## [Dataset entries]
________
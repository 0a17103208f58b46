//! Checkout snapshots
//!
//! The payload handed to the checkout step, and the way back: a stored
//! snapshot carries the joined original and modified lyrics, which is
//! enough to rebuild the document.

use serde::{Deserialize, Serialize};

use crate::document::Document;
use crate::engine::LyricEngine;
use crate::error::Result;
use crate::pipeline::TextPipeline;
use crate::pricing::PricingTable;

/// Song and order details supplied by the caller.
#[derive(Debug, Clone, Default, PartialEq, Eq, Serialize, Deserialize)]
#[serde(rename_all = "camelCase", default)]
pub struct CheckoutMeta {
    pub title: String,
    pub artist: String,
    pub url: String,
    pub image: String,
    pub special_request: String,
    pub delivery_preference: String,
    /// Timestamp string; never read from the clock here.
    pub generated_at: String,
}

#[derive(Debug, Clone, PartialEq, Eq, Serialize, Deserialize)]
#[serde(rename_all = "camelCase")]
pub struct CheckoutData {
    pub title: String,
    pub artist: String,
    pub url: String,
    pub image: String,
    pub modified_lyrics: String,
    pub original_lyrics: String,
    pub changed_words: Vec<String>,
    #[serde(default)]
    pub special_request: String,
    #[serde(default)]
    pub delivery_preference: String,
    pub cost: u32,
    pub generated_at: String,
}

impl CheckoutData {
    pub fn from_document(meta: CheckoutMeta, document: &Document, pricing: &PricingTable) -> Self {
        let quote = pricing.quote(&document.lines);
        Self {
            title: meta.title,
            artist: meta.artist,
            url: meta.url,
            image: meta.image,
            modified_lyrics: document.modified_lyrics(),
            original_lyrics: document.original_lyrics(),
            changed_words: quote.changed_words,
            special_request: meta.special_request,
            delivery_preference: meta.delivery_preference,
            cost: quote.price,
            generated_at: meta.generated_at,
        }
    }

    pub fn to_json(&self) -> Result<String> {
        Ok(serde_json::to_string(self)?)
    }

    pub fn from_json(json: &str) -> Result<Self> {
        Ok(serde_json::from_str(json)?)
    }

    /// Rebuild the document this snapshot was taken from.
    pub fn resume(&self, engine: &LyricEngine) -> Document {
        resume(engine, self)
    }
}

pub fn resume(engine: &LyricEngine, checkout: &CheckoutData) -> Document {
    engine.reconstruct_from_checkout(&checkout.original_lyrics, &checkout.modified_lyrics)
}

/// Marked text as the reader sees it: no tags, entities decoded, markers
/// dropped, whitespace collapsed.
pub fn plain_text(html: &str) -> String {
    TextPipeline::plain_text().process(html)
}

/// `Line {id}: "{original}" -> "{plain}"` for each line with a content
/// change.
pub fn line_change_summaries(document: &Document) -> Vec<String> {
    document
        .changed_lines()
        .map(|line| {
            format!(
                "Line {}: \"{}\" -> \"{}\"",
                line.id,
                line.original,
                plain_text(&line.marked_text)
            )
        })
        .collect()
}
________
## [Exercise]
Check each line in the records for the word "quote" and say how many have it, with nothing else.

## [Written answer]
3